Il reposa le livre et la regarda gravement.
- En particulier dans son passé.
Sa voix changea de ton.
- Tu ne chercheras plus à te renseigner sur Adam par quelque moyen que ce soit.
- A vos ordres, Archange.
- Je saurais, si tu me désobéis.
Les yeux glacés de Raphaël la transpercèrent et elle frissonna légèrement. Puis il reprit son air jovial et se leva en disant :
- Sur ce, passe une bonne journée et bon courage pour le taff de ce soir !
Il posa une main sur son épaule.
- Et te laisses pas faire par les deux vipères : à toi seule, tu es plus forte que les deux réunies.
Il sembla réfléchir.
- Quoique… C’est p’t’être ça, le blem…
Il éclata de rire.
- Allez, salut !
- Bonne journée, Archange.
Raphaël s’éloigna et disparut bientôt à son tour.
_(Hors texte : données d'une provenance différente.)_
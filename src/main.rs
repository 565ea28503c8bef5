use std::path::PathBuf;
use std::sync::Arc;

use upload_agent::{app, seo, youtube_client, AppState};

#[tokio::main]
async fn main() {
    // Load environment variables from .env file
    dotenvy::dotenv().ok();

    // Initialize production-grade logging
    init_logging().expect("Failed to initialize logging");

    // Temp directory for spooled uploads and link downloads
    let tmp_dir = std::env::var("TMP_DIR")
        .map(PathBuf::from)
        .unwrap_or_else(|_| std::env::temp_dir());
    if let Err(e) = std::fs::create_dir_all(&tmp_dir) {
        tracing::warn!("Failed to create temp directory {}: {}", tmp_dir.display(), e);
    } else {
        tracing::info!("Temp directory ready: {}", tmp_dir.display());
    }

    let http = reqwest::Client::new();

    // The upload endpoint base is overridable for local testing against a mock
    let youtube = match std::env::var("YOUTUBE_UPLOAD_BASE").ok() {
        Some(base) if !base.is_empty() => {
            tracing::info!("Using YouTube upload base: {}", base);
            youtube_client::YouTubeClient::with_base_url(http.clone(), &base)
        }
        _ => youtube_client::YouTubeClient::new(http.clone()),
    };

    // Immutable SEO template tables, built once and shared across requests
    let seo_templates = seo::SeoTemplates::builtin();
    tracing::info!(
        "SEO templates loaded for categories: {}",
        seo_templates.known_categories().join(", ")
    );

    let shared_state = Arc::new(AppState {
        http,
        youtube,
        seo_templates,
        tmp_dir,
    });

    let router = app(shared_state);

    let port = std::env::var("PORT")
        .ok()
        .and_then(|p| p.parse::<u16>().ok())
        .unwrap_or(3000);

    let listener = tokio::net::TcpListener::bind(("0.0.0.0", port))
        .await
        .expect("Failed to bind listener");
    tracing::info!("listening on {}", listener.local_addr().unwrap());
    axum::serve(listener, router)
        .await
        .expect("Server error");
}

// Production-grade logging configuration
fn init_logging() -> Result<(), Box<dyn std::error::Error>> {
    use tracing_subscriber::{fmt, layer::SubscriberExt, util::SubscriberInitExt, EnvFilter, Layer};

    let log_level = std::env::var("RUST_LOG").unwrap_or_else(|_| {
        if cfg!(debug_assertions) {
            "debug,upload_agent=trace,reqwest=info,hyper=info,tower=info".to_string()
        } else {
            "info,upload_agent=info,reqwest=warn,hyper=warn,tower=warn".to_string()
        }
    });

    let env_filter = EnvFilter::try_from_default_env().or_else(|_| EnvFilter::try_new(&log_level))?;

    // JSON logging for production log aggregation, human-readable otherwise
    let fmt_layer = if std::env::var("LOG_FORMAT").as_deref() == Ok("json") {
        fmt::layer()
            .json()
            .with_current_span(true)
            .with_span_list(false)
            .with_target(true)
            .boxed()
    } else {
        fmt::layer()
            .with_target(true)
            .with_file(true)
            .with_line_number(true)
            .boxed()
    };

    tracing_subscriber::registry()
        .with(env_filter)
        .with(fmt_layer)
        .init();

    tracing::info!("📺 Upload Agent starting up...");
    tracing::info!("Version: {}", env!("CARGO_PKG_VERSION"));
    tracing::info!(
        "Build mode: {}",
        if cfg!(debug_assertions) {
            "development"
        } else {
            "production"
        }
    );

    Ok(())
}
Le troisième Archange possédait ce qu'on appelait une personnalité à deux facettes très marquées. Il était tour à tour extra-jovial, blagueur et follement insouciant, ou bien il se montrait froid, implacable, voir totalement effrayant. En cela, il ressemblait à Gabriel, son aîné. Les deux étaient frères de sang et ne prenaient aucune décision l’un sans l’autre. Raphaël était la personne en qui Gabriel avait le plus confiance, le seul à qui il pouvait confier sa propre vie avec la pleine assurance qu’il ne le laisserait jamais tomber, à moins de mourir lui-même.
Ça, Junai l’avait entendu de la bouche de Gabriel en personne. Et c’était la seule véritable relation affective qu’elle lui connaissait.
Soupirant, elle appuya son menton au creux de sa main et regarda les livres qui s’étalaient devant elle d’un air morose. Toute cette histoire était bien trop étrange.
Se levant, elle rassembla les ouvrages en une seule pile et les porta au dépôt, sur la table duquel elle les laissa rageusement tomber.
C’était ce genre d’ordres incompréhensibles qui l’agaçaient au plus haut point.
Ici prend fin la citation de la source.